### Entries supplied
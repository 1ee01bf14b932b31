//! In-memory collaborators for engine and downstream router tests.

use std::collections::HashMap;
use std::sync::atomic::{AtomicUsize, Ordering};
use std::sync::{Mutex, MutexGuard, PoisonError};
use std::time::Duration;

use adsignal_core::{Digest, Record, RecordStatus};
use async_trait::async_trait;
use chrono::{DateTime, Utc};
use serde_json::Value;
use uuid::Uuid;

use crate::error::EngineError;
use crate::store::{
    AnomalyFlag, EmbeddingService, NarrativeSynthesizer, NewPulseReport, PulseReport,
    RecordQuery, RecordStore, ReportStore, WebhookSink,
};

fn lock<T>(mutex: &Mutex<T>) -> MutexGuard<'_, T> {
    mutex.lock().unwrap_or_else(PoisonError::into_inner)
}

fn injected(what: &str) -> EngineError {
    EngineError::store(std::io::Error::other(format!("injected {what} failure")))
}

/// A processed record with a fresh id and the given raw digest JSON.
#[must_use]
pub fn record_at(at: DateTime<Utc>, digest: Value) -> Record {
    let id = Uuid::new_v4();
    Record {
        id,
        org_id: None,
        brand: None,
        media_url: Some(format!("https://cdn.example.test/{id}.mp4")),
        status: RecordStatus::Processed,
        digest: Digest::from_value(digest),
        embedding: None,
        created_at: at,
    }
}

/// A processed record assigned to `brand`, optionally already embedded.
#[must_use]
pub fn brand_record(brand: &str, at: DateTime<Utc>, embedding: Option<Vec<f32>>) -> Record {
    let mut record = record_at(
        at,
        serde_json::json!({
            "meta": { "brand_guess": brand },
            "classification": { "trigger_mechanic": "Authority" },
            "strategy": { "positioning_claim": "Clinically proven" }
        }),
    );
    record.brand = Some(brand.to_string());
    record.embedding = embedding;
    record
}

#[derive(Default)]
struct StoreState {
    records: Vec<Record>,
    flags: HashMap<Uuid, AnomalyFlag>,
    reports: Vec<PulseReport>,
    embedding_writes: usize,
    fail_reads: bool,
    fail_report_writes: bool,
}

/// `RecordStore` + `ReportStore` over a vector.
#[derive(Default)]
pub struct MemoryStore {
    state: Mutex<StoreState>,
}

impl MemoryStore {
    pub fn insert(&self, record: Record) {
        lock(&self.state).records.push(record);
    }

    pub fn fail_reads(&self, fail: bool) {
        lock(&self.state).fail_reads = fail;
    }

    pub fn fail_report_writes(&self, fail: bool) {
        lock(&self.state).fail_report_writes = fail;
    }

    #[must_use]
    pub fn record(&self, id: Uuid) -> Option<Record> {
        lock(&self.state).records.iter().find(|r| r.id == id).cloned()
    }

    #[must_use]
    pub fn flag(&self, id: Uuid) -> Option<AnomalyFlag> {
        lock(&self.state).flags.get(&id).cloned()
    }

    #[must_use]
    pub fn flag_count(&self) -> usize {
        lock(&self.state).flags.len()
    }

    #[must_use]
    pub fn embedding_writes(&self) -> usize {
        lock(&self.state).embedding_writes
    }

    #[must_use]
    pub fn reports(&self) -> Vec<PulseReport> {
        lock(&self.state).reports.clone()
    }
}

fn matches_brand(record: &Record, brand: &str) -> bool {
    record.brand.as_deref() == Some(brand) || record.digest.meta.brand_guess.as_deref() == Some(brand)
}

#[async_trait]
impl RecordStore for MemoryStore {
    async fn processed_records(&self, query: &RecordQuery) -> Result<Vec<Record>, EngineError> {
        let state = lock(&self.state);
        if state.fail_reads {
            return Err(injected("read"));
        }
        let mut records: Vec<Record> = state
            .records
            .iter()
            .filter(|r| r.status == RecordStatus::Processed)
            .filter(|r| r.created_at >= query.since && r.created_at <= query.until)
            .filter(|r| match &query.category {
                Some(category) => {
                    r.digest.meta.product_category_guess.as_deref() == Some(category.as_str())
                }
                None => true,
            })
            .cloned()
            .collect();
        records.sort_by_key(|r| (r.created_at, r.id));
        Ok(records)
    }

    async fn brand_embeddings(
        &self,
        brand: &str,
        exclude: Uuid,
        limit: usize,
    ) -> Result<Vec<Vec<f32>>, EngineError> {
        let state = lock(&self.state);
        if state.fail_reads {
            return Err(injected("read"));
        }
        let mut history: Vec<&Record> = state
            .records
            .iter()
            .filter(|r| r.id != exclude && r.status == RecordStatus::Processed)
            .filter(|r| r.embedding.is_some() && matches_brand(r, brand))
            .collect();
        history.sort_by_key(|r| std::cmp::Reverse((r.created_at, r.id)));
        Ok(history
            .into_iter()
            .take(limit)
            .filter_map(|r| r.embedding.clone())
            .collect())
    }

    async fn store_embedding_if_absent(
        &self,
        id: Uuid,
        embedding: &[f32],
    ) -> Result<Vec<f32>, EngineError> {
        let mut state = lock(&self.state);
        let mut wrote = false;
        let stored = {
            let record = state
                .records
                .iter_mut()
                .find(|r| r.id == id)
                .ok_or_else(|| injected("missing record"))?;
            if record.embedding.is_none() {
                record.embedding = Some(embedding.to_vec());
                wrote = true;
            }
            record.embedding.clone().unwrap_or_default()
        };
        if wrote {
            state.embedding_writes += 1;
        }
        Ok(stored)
    }

    async fn flag_anomaly(&self, id: Uuid, flag: &AnomalyFlag) -> Result<(), EngineError> {
        lock(&self.state).flags.insert(id, flag.clone());
        Ok(())
    }
}

#[async_trait]
impl ReportStore for MemoryStore {
    async fn append_pulse_report(
        &self,
        report: &NewPulseReport,
    ) -> Result<PulseReport, EngineError> {
        let mut state = lock(&self.state);
        if state.fail_report_writes {
            return Err(injected("write"));
        }
        let id = i64::try_from(state.reports.len()).unwrap_or(i64::MAX) + 1;
        let row = PulseReport {
            id,
            report_text: report.report_text.clone(),
            ad_count: i32::try_from(report.ad_count).unwrap_or(i32::MAX),
            anomalies_detected: i32::try_from(report.anomalies_detected).unwrap_or(i32::MAX),
            surges: serde_json::to_value(&report.surges).unwrap_or(Value::Null),
            created_at: Utc::now(),
        };
        state.reports.push(row.clone());
        Ok(row)
    }

    async fn recent_pulse_reports(&self, limit: i64) -> Result<Vec<PulseReport>, EngineError> {
        let state = lock(&self.state);
        if state.fail_reads {
            return Err(injected("read"));
        }
        let limit = usize::try_from(limit.max(0)).unwrap_or(0);
        Ok(state.reports.iter().rev().take(limit).cloned().collect())
    }
}

/// Embedding service answering from a table keyed by input text.
#[derive(Default)]
pub struct FakeEmbedder {
    vectors: Mutex<HashMap<String, Vec<f32>>>,
    fallback: Option<Vec<f32>>,
    fail: bool,
    delay: Option<Duration>,
    calls: AtomicUsize,
}

impl FakeEmbedder {
    /// Every input embeds to `vector`.
    #[must_use]
    pub fn returning(vector: Vec<f32>) -> Self {
        Self {
            fallback: Some(vector),
            ..Self::default()
        }
    }

    #[must_use]
    pub fn failing() -> Self {
        Self {
            fail: true,
            ..Self::default()
        }
    }

    #[must_use]
    pub fn with_delay(mut self, delay: Duration) -> Self {
        self.delay = Some(delay);
        self
    }

    pub fn set(&self, text: &str, vector: Vec<f32>) {
        lock(&self.vectors).insert(text.to_string(), vector);
    }

    #[must_use]
    pub fn calls(&self) -> usize {
        self.calls.load(Ordering::SeqCst)
    }
}

#[async_trait]
impl EmbeddingService for FakeEmbedder {
    async fn embed(&self, text: &str) -> Result<Vec<f32>, EngineError> {
        self.calls.fetch_add(1, Ordering::SeqCst);
        if let Some(delay) = self.delay {
            tokio::time::sleep(delay).await;
        }
        if self.fail {
            return Err(EngineError::Embedding("injected embedding failure".to_string()));
        }
        let known = lock(&self.vectors).get(text).cloned();
        known
            .or_else(|| self.fallback.clone())
            .ok_or_else(|| EngineError::Embedding(format!("no vector for {text:?}")))
    }
}

/// Records every delivery instead of sending it.
#[derive(Default)]
pub struct RecordingWebhooks {
    deliveries: Mutex<Vec<(Uuid, String, Value)>>,
    fail: bool,
}

impl RecordingWebhooks {
    #[must_use]
    pub fn failing() -> Self {
        Self {
            fail: true,
            ..Self::default()
        }
    }

    #[must_use]
    pub fn deliveries(&self) -> Vec<(Uuid, String, Value)> {
        lock(&self.deliveries).clone()
    }
}

#[async_trait]
impl WebhookSink for RecordingWebhooks {
    async fn notify(
        &self,
        org_id: Uuid,
        event_type: &str,
        payload: Value,
    ) -> Result<(), EngineError> {
        lock(&self.deliveries).push((org_id, event_type.to_string(), payload));
        if self.fail {
            return Err(EngineError::Webhook("injected webhook failure".to_string()));
        }
        Ok(())
    }
}

/// Narrator returning canned prose and keeping the contexts it was given.
#[derive(Default)]
pub struct FakeNarrator {
    reply: Option<String>,
    contexts: Mutex<Vec<String>>,
}

impl FakeNarrator {
    #[must_use]
    pub fn replying(reply: &str) -> Self {
        Self {
            reply: Some(reply.to_string()),
            ..Self::default()
        }
    }

    /// A narrator whose every call fails.
    #[must_use]
    pub fn failing() -> Self {
        Self::default()
    }

    #[must_use]
    pub fn contexts(&self) -> Vec<String> {
        lock(&self.contexts).clone()
    }
}

#[async_trait]
impl NarrativeSynthesizer for FakeNarrator {
    async fn synthesize(&self, context: &str) -> Result<String, EngineError> {
        lock(&self.contexts).push(context.to_string());
        self.reply
            .clone()
            .ok_or_else(|| EngineError::Narrative("injected narrative failure".to_string()))
    }
}
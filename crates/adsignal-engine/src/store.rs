//! Contracts the engine consumes from its collaborators.
//!
//! The engine performs no I/O of its own: records come from a [`RecordStore`],
//! reports go to a [`ReportStore`], and embeddings, webhooks and narrative
//! prose are produced by external services behind the remaining traits.

use adsignal_core::Record;
use async_trait::async_trait;
use chrono::{DateTime, Utc};
use serde::Serialize;
use serde_json::Value;
use uuid::Uuid;

use crate::error::EngineError;
use crate::surge::Surge;

/// Range read over `processed` records.
#[derive(Debug, Clone, PartialEq, Eq)]
pub struct RecordQuery {
    /// Inclusive lower bound on `created_at`.
    pub since: DateTime<Utc>,
    /// Inclusive upper bound on `created_at`.
    pub until: DateTime<Utc>,
    /// Exact match on the digest's product category guess.
    pub category: Option<String>,
}

/// Mutation written onto a record judged anomalous.
#[derive(Debug, Clone, PartialEq)]
pub struct AnomalyFlag {
    /// `1 - similarity`, clamped to `[0, 1]`.
    pub score: f64,
    pub reason: String,
}

/// Insert-only pulse report row.
#[derive(Debug, Clone, PartialEq)]
pub struct NewPulseReport {
    pub report_text: String,
    pub ad_count: usize,
    pub anomalies_detected: usize,
    pub surges: Vec<Surge>,
}

/// A persisted pulse report.
#[derive(Debug, Clone, PartialEq, Serialize)]
#[serde(rename_all = "camelCase")]
pub struct PulseReport {
    pub id: i64,
    pub report_text: String,
    pub ad_count: i32,
    pub anomalies_detected: i32,
    pub surges: Value,
    pub created_at: DateTime<Utc>,
}

#[async_trait]
pub trait RecordStore: Send + Sync {
    /// All `processed` records in the query range, ordered by `(created_at, id)`.
    async fn processed_records(&self, query: &RecordQuery) -> Result<Vec<Record>, EngineError>;

    /// Up to `limit` embeddings of other processed records for `brand`,
    /// newest first, matched on assigned brand or brand guess.
    async fn brand_embeddings(
        &self,
        brand: &str,
        exclude: Uuid,
        limit: usize,
    ) -> Result<Vec<Vec<f32>>, EngineError>;

    /// Write `embedding` only if the record has none yet and return whichever
    /// vector is stored afterwards.
    async fn store_embedding_if_absent(
        &self,
        id: Uuid,
        embedding: &[f32],
    ) -> Result<Vec<f32>, EngineError>;

    async fn flag_anomaly(&self, id: Uuid, flag: &AnomalyFlag) -> Result<(), EngineError>;
}

#[async_trait]
pub trait ReportStore: Send + Sync {
    async fn append_pulse_report(&self, report: &NewPulseReport)
        -> Result<PulseReport, EngineError>;

    /// Newest first.
    async fn recent_pulse_reports(&self, limit: i64) -> Result<Vec<PulseReport>, EngineError>;
}

/// `text -> vector`, fixed dimensionality across calls.
#[async_trait]
pub trait EmbeddingService: Send + Sync {
    async fn embed(&self, text: &str) -> Result<Vec<f32>, EngineError>;
}

/// Fire-and-forget event delivery scoped to an organization.
#[async_trait]
pub trait WebhookSink: Send + Sync {
    async fn notify(&self, org_id: Uuid, event_type: &str, payload: Value)
        -> Result<(), EngineError>;
}

/// Turns aggregated signal context into prose.
#[async_trait]
pub trait NarrativeSynthesizer: Send + Sync {
    async fn synthesize(&self, context: &str) -> Result<String, EngineError>;
}
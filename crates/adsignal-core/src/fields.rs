//! Static descriptor table for the classification fields the engine aggregates.
//!
//! Each field is typed up front as scalar or set; nothing is inferred from the
//! stored JSON at runtime.

use crate::record::Classification;

#[derive(Debug, Clone, Copy, PartialEq, Eq)]
pub enum FieldKind {
    Scalar,
    Set,
}

#[derive(Clone, Copy)]
enum Accessor {
    Scalar(fn(&Classification) -> Option<&str>),
    Set(fn(&Classification) -> &[String]),
}

/// A named classification field and how to read it.
#[derive(Clone, Copy)]
pub struct FieldDescriptor {
    pub key: &'static str,
    pub label: &'static str,
    accessor: Accessor,
}

impl std::fmt::Debug for FieldDescriptor {
    fn fmt(&self, f: &mut std::fmt::Formatter<'_>) -> std::fmt::Result {
        f.debug_struct("FieldDescriptor")
            .field("key", &self.key)
            .field("label", &self.label)
            .field("kind", &self.kind())
            .finish()
    }
}

impl FieldDescriptor {
    #[must_use]
    pub fn kind(&self) -> FieldKind {
        match self.accessor {
            Accessor::Scalar(_) => FieldKind::Scalar,
            Accessor::Set(_) => FieldKind::Set,
        }
    }

    /// Distinct non-blank values of this field in first-seen order.
    ///
    /// A value repeated inside one record's array is returned once, so counts
    /// built from this mean "records using the value at least once".
    #[must_use]
    pub fn values<'a>(&self, classification: &'a Classification) -> Vec<&'a str> {
        let raw: Vec<&str> = match self.accessor {
            Accessor::Scalar(read) => read(classification).into_iter().collect(),
            Accessor::Set(read) => read(classification).iter().map(String::as_str).collect(),
        };

        let mut out: Vec<&str> = Vec::with_capacity(raw.len());
        for value in raw {
            if value.trim().is_empty() || out.contains(&value) {
                continue;
            }
            out.push(value);
        }
        out
    }
}

fn trigger_mechanic(c: &Classification) -> Option<&str> {
    c.trigger_mechanic.as_deref()
}

fn narrative_framework(c: &Classification) -> Option<&str> {
    c.narrative_framework.as_deref()
}

fn offer_type(c: &Classification) -> Option<&str> {
    c.offer_type.as_deref()
}

fn claim_type(c: &Classification) -> Option<&str> {
    c.claim_type.as_deref()
}

fn visual_style(c: &Classification) -> &[String] {
    &c.visual_style
}

fn emotion_tone(c: &Classification) -> &[String] {
    &c.emotion_tone
}

pub const TRIGGER_MECHANIC: FieldDescriptor = FieldDescriptor {
    key: "trigger_mechanic",
    label: "Trigger Mechanic",
    accessor: Accessor::Scalar(trigger_mechanic),
};

pub const NARRATIVE_FRAMEWORK: FieldDescriptor = FieldDescriptor {
    key: "narrative_framework",
    label: "Narrative Framework",
    accessor: Accessor::Scalar(narrative_framework),
};

pub const OFFER_TYPE: FieldDescriptor = FieldDescriptor {
    key: "offer_type",
    label: "Offer Type",
    accessor: Accessor::Scalar(offer_type),
};

pub const CLAIM_TYPE: FieldDescriptor = FieldDescriptor {
    key: "claim_type",
    label: "Claim Type",
    accessor: Accessor::Scalar(claim_type),
};

pub const VISUAL_STYLE: FieldDescriptor = FieldDescriptor {
    key: "visual_style",
    label: "Visual Style",
    accessor: Accessor::Set(visual_style),
};

pub const EMOTION_TONE: FieldDescriptor = FieldDescriptor {
    key: "emotion_tone",
    label: "Emotion / Tone",
    accessor: Accessor::Set(emotion_tone),
};

/// Fields shown on the trend radar, in display order.
pub static RADAR_FIELDS: [FieldDescriptor; 6] = [
    TRIGGER_MECHANIC,
    NARRATIVE_FRAMEWORK,
    OFFER_TYPE,
    CLAIM_TYPE,
    VISUAL_STYLE,
    EMOTION_TONE,
];

/// Fields checked for category-wide surges by the pulse pass.
pub static PULSE_FIELDS: [FieldDescriptor; 2] = [TRIGGER_MECHANIC, NARRATIVE_FRAMEWORK];
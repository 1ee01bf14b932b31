//! Outbound webhook delivery for organization-scoped events.

use adsignal_db::{list_active_webhooks, WebhookRow};
use adsignal_engine::{EngineError, WebhookSink};
use async_trait::async_trait;
use chrono::{DateTime, Utc};
use futures::future::join_all;
use reqwest::Client;
use serde::Serialize;
use serde_json::Value;
use sqlx::PgPool;
use uuid::Uuid;

use crate::error::ClientError;
use crate::http::build_http_client;

pub const EVENT_HEADER: &str = "X-Adsignal-Event";
pub const SECRET_HEADER: &str = "X-Adsignal-Secret";

#[derive(Debug, Serialize)]
struct Envelope<'a> {
    event: &'a str,
    timestamp: DateTime<Utc>,
    payload: &'a Value,
}

/// POST one event to one hook. A single attempt; non-2xx is an error.
///
/// # Errors
///
/// Returns [`ClientError::Http`] on network failure or non-2xx status.
pub async fn deliver(
    client: &Client,
    hook: &WebhookRow,
    event_type: &str,
    payload: &Value,
    timestamp: DateTime<Utc>,
) -> Result<(), ClientError> {
    let mut request = client
        .post(&hook.url)
        .header(EVENT_HEADER, event_type)
        .json(&Envelope {
            event: event_type,
            timestamp,
            payload,
        });
    if let Some(secret) = &hook.secret_token {
        request = request.header(SECRET_HEADER, secret);
    }
    request.send().await?.error_for_status()?;
    Ok(())
}

/// Deliver to every hook concurrently; failures are logged, not returned.
///
/// Returns the number of successful deliveries.
pub async fn deliver_all(
    client: &Client,
    hooks: &[WebhookRow],
    event_type: &str,
    payload: &Value,
) -> usize {
    let timestamp = Utc::now();
    let results = join_all(
        hooks
            .iter()
            .map(|hook| deliver(client, hook, event_type, payload, timestamp)),
    )
    .await;

    let mut delivered = 0;
    for (hook, result) in hooks.iter().zip(results) {
        match result {
            Ok(()) => delivered += 1,
            Err(e) => {
                tracing::warn!(hook_id = %hook.id, url = %hook.url, event_type, error = %e, "webhook: delivery failed");
            }
        }
    }
    delivered
}

/// Looks up an organization's active hooks and fans the event out to them.
pub struct WebhookDispatcher {
    client: Client,
    pool: PgPool,
}

impl WebhookDispatcher {
    /// # Errors
    ///
    /// Returns [`ClientError::Http`] if the HTTP client cannot be built.
    pub fn new(pool: PgPool, timeout_secs: u64) -> Result<Self, ClientError> {
        Ok(Self {
            client: build_http_client(timeout_secs)?,
            pool,
        })
    }
}

#[async_trait]
impl WebhookSink for WebhookDispatcher {
    async fn notify(
        &self,
        org_id: Uuid,
        event_type: &str,
        payload: Value,
    ) -> Result<(), EngineError> {
        let hooks = list_active_webhooks(&self.pool, org_id, event_type)
            .await
            .map_err(|e| EngineError::Webhook(ClientError::from(e).to_string()))?;
        if hooks.is_empty() {
            tracing::debug!(org_id = %org_id, event_type, "webhook: no active subscriptions");
            return Ok(());
        }
        let delivered = deliver_all(&self.client, &hooks, event_type, &payload).await;
        tracing::info!(org_id = %org_id, event_type, delivered, total = hooks.len(), "webhook: event dispatched");
        Ok(())
    }
}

### Work required
Of the entries above, transcribe exactly those lines that fall between the line containing "pub fn values<'a>(&self, classification: &'a" and the line containing "fn narrative_framework(c: &Classification)", together with those two lines.

### Solution below
    pub fn values<'a>(&self, classification: &'a Classification) -> Vec<&'a str> {
        let raw: Vec<&str> = match self.accessor {
            Accessor::Scalar(read) => read(classification).into_iter().collect(),
            Accessor::Set(read) => read(classification).iter().map(String::as_str).collect(),
        };

        let mut out: Vec<&str> = Vec::with_capacity(raw.len());
        for value in raw {
            if value.trim().is_empty() || out.contains(&value) {
                continue;
            }
            out.push(value);
        }
        out
    }
}

fn trigger_mechanic(c: &Classification) -> Option<&str> {
    c.trigger_mechanic.as_deref()
}

fn narrative_framework(c: &Classification) -> Option<&str> {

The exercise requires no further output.